Mobile advertising still emerging

Microsoft on Tuesday began letting advertisers display banner ads to mobile users of Windows Live Messenger and Windows Live Hotmail, following other companies already supporting mobile banner ads.

Mobile users in France, Spain, the U.K. and the U.S. will see the banner ads when using the Microsoft services.

Google made a similar announcement in April, inviting AdWords advertisers to display banner ads instead of only text on mobile phones. Yahoo, AdMob and Third Screen, which is now owned by AOL, are among other companies that also display banner ads on mobile phones.

Microsoft also said it plans to support keyword advertising on Live Search Mobile. The beta-test version of the keyword advertising service is available in the U.S., and Microsoft expects to expand it in the second half of the year.

Microsoft also announced that Windows Live for mobile is now available in 49 markets, an increase from 22. Windows Live for mobile offers mobile access to Hotmail, Messenger and Spaces, a social-networking site that lets people blog and share photos and other content with friends.

Microsoft and the other Internet companies are competing for a foothold in the mobile market, where they see a potentially large opportunity for future advertising revenue. The use of the mobile Internet is still quite small relative to the number of mobile phones on the market, and mobile users don't yet have a strong allegiance to any particular search or portal provider.

"We think mobile is a tremendous opportunity going forward," said Robbie Bach, president of Microsoft's entertainment and devices division. Only about 150 million of the 1 billion phones expected to be sold this year will have the capability to display rich advertising, he said. But that number is expected to triple, so that in a few years 400 million to 500 million phones able to receive audio and video advertising will be sold each year, he said.

Bach and the other Internet companies that are equally excited about the mobile market may have overinflated expectations, however. A new report released on Tuesday showed that mobile-phone sales in the first quarter in the U.S. declined 22 percent compared to the same quarter last year, according to The NPD Group. NPD blamed looming economic concerns. Without a large base of users of higher-end phones, none of the Internet companies will be able to execute on their mobile advertising plans.
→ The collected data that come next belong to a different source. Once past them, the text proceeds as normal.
use super::SeaOrmStorage;
use crate::entity::courses::{ActiveModel, Column, Entity as Courses};
use crate::entity::{assignments, enrollments, instructor_assignments};
use crate::errors::{Result, VocademyError};
use crate::models::{
    PaginationInfo,
    courses::{
        entities::{Course, CourseStatus},
        requests::{CourseListQuery, CreateCourseRequest, UpdateCourseRequest},
        responses::CourseListResponse,
    },
    enrollments::entities::EnrollmentStatus,
};
use crate::utils::escape_like_pattern;
use sea_orm::{
    ActiveModelTrait, ColumnTrait, EntityTrait, PaginatorTrait, QueryFilter, QueryOrder, Set,
};

impl SeaOrmStorage {
    /// 创建课程，初始状态为 draft
    pub async fn create_course_impl(
        &self,
        creator_id: i64,
        req: CreateCourseRequest,
    ) -> Result<Course> {
        let now = chrono::Utc::now().timestamp();

        let model = ActiveModel {
            title: Set(req.title),
            description: Set(req.description),
            status: Set(CourseStatus::Draft.to_string()),
            creator_id: Set(creator_id),
            capacity: Set(req.capacity),
            starts_at: Set(req.starts_at.map(|t| t.timestamp())),
            ends_at: Set(req.ends_at.map(|t| t.timestamp())),
            created_at: Set(now),
            updated_at: Set(now),
            ..Default::default()
        };

        let result = model
            .insert(&self.db)
            .await
            .map_err(|e| VocademyError::database_operation(format!("创建课程失败: {e}")))?;

        Ok(result.into_course())
    }

    /// 通过 ID 获取课程
    pub async fn get_course_by_id_impl(&self, id: i64) -> Result<Option<Course>> {
        let result = Courses::find_by_id(id)
            .one(&self.db)
            .await
            .map_err(|e| VocademyError::database_operation(format!("查询课程失败: {e}")))?;

        Ok(result.map(|m| m.into_course()))
    }

    /// 分页列出课程
    pub async fn list_courses_with_pagination_impl(
        &self,
        query: CourseListQuery,
    ) -> Result<CourseListResponse> {
        let page = query.pagination.page() as u64;
        let size = query.pagination.size() as u64;

        let mut select = Courses::find();

        if let Some(ref search) = query.search
            && !search.trim().is_empty()
        {
            let escaped = escape_like_pattern(search.trim());
            select = select.filter(Column::Title.contains(&escaped));
        }

        if let Some(ref status) = query.status {
            select = select.filter(Column::Status.eq(status.to_string()));
        }

        select = select.order_by_desc(Column::CreatedAt);

        let paginator = select.paginate(&self.db, size);
        let total = paginator
            .num_items()
            .await
            .map_err(|e| VocademyError::database_operation(format!("查询课程总数失败: {e}")))?;

        let items = paginator
            .fetch_page(page - 1)
            .await
            .map_err(|e| VocademyError::database_operation(format!("查询课程列表失败: {e}")))?;

        Ok(CourseListResponse {
            items: items.into_iter().map(|m| m.into_course()).collect(),
            pagination: PaginationInfo::new(page as i64, size as i64, total as i64),
        })
    }

    /// 更新课程基本信息（状态变更走 set_course_status）
    pub async fn update_course_impl(
        &self,
        id: i64,
        update: UpdateCourseRequest,
    ) -> Result<Option<Course>> {
        let existing = self.get_course_by_id_impl(id).await?;
        if existing.is_none() {
            return Ok(None);
        }

        let now = chrono::Utc::now().timestamp();

        let mut model = ActiveModel {
            id: Set(id),
            updated_at: Set(now),
            ..Default::default()
        };

        if let Some(title) = update.title {
            model.title = Set(title);
        }

        if let Some(description) = update.description {
            model.description = Set(Some(description));
        }

        if let Some(capacity) = update.capacity {
            model.capacity = Set(capacity);
        }

        if let Some(starts_at) = update.starts_at {
            model.starts_at = Set(Some(starts_at.timestamp()));
        }

        if let Some(ends_at) = update.ends_at {
            model.ends_at = Set(Some(ends_at.timestamp()));
        }

        model
            .update(&self.db)
            .await
            .map_err(|e| VocademyError::database_operation(format!("更新课程失败: {e}")))?;

        self.get_course_by_id_impl(id).await
    }

    /// 课程状态流转
    pub async fn set_course_status_impl(&self, id: i64, status: CourseStatus) -> Result<bool> {
        let now = chrono::Utc::now().timestamp();

        let result = Courses::update_many()
            .col_expr(
                Column::Status,
                sea_orm::sea_query::Expr::value(status.to_string()),
            )
            .col_expr(Column::UpdatedAt, sea_orm::sea_query::Expr::value(now))
            .filter(Column::Id.eq(id))
            .exec(&self.db)
            .await
            .map_err(|e| VocademyError::database_operation(format!("更新课程状态失败: {e}")))?;

        Ok(result.rows_affected > 0)
    }

    /// 删除课程（前置条件由服务层校验）
    pub async fn delete_course_impl(&self, id: i64) -> Result<bool> {
        let result = Courses::delete_by_id(id)
            .exec(&self.db)
            .await
            .map_err(|e| VocademyError::database_operation(format!("删除课程失败: {e}")))?;

        Ok(result.rows_affected > 0)
    }

    /// 统计课程的在读选课数
    pub async fn count_active_enrollments_impl(&self, course_id: i64) -> Result<u64> {
        let count = enrollments::Entity::find()
            .filter(enrollments::Column::CourseId.eq(course_id))
            .filter(enrollments::Column::Status.eq(EnrollmentStatus::Active.to_string()))
            .count(&self.db)
            .await
            .map_err(|e| VocademyError::database_operation(format!("统计选课数失败: {e}")))?;

        Ok(count)
    }

    /// 统计课程的作业数
    pub async fn count_course_assignments_impl(&self, course_id: i64) -> Result<u64> {
        let count = assignments::Entity::find()
            .filter(assignments::Column::CourseId.eq(course_id))
            .count(&self.db)
            .await
            .map_err(|e| VocademyError::database_operation(format!("统计作业数失败: {e}")))?;

        Ok(count)
    }

    /// 统计课程的授课教师数
    pub async fn count_active_instructors_impl(&self, course_id: i64) -> Result<u64> {
        let count = instructor_assignments::Entity::find()
            .filter(instructor_assignments::Column::CourseId.eq(course_id))
            .count(&self.db)
            .await
            .map_err(|e| VocademyError::database_operation(format!("统计授课教师数失败: {e}")))?;

        Ok(count)
    }
}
Microsoft made the mobile advertising announcements on Tuesday at the Advance08 conference, the company's annual advertising get-together. By midday, Microsoft executives hadn't yet made reference to the company's failed attempt to buy Yahoo, which Microsoft hoped would help it expand its online advertising business. The two companies are currently in discussions about other opportunities besides an outright acquisition.

Instead of talking about possible Yahoo deals, Brian McAndrews, senior vice president of the advertiser and publisher solutions group at Microsoft, emphasized the company's end-to-end services for advertisers, ad agencies and publishers.

He announced that Microsoft is unifying its advertising initiatives, many of them based on acquisitions of companies such as ScreenTonic and Massive, under a single brand, Microsoft Advertising. The group will continue its work on existing established advertising methods, such as online ads, but will also innovate on emerging technology platforms, including mobile phones, games, IPTV and video on demand, he said.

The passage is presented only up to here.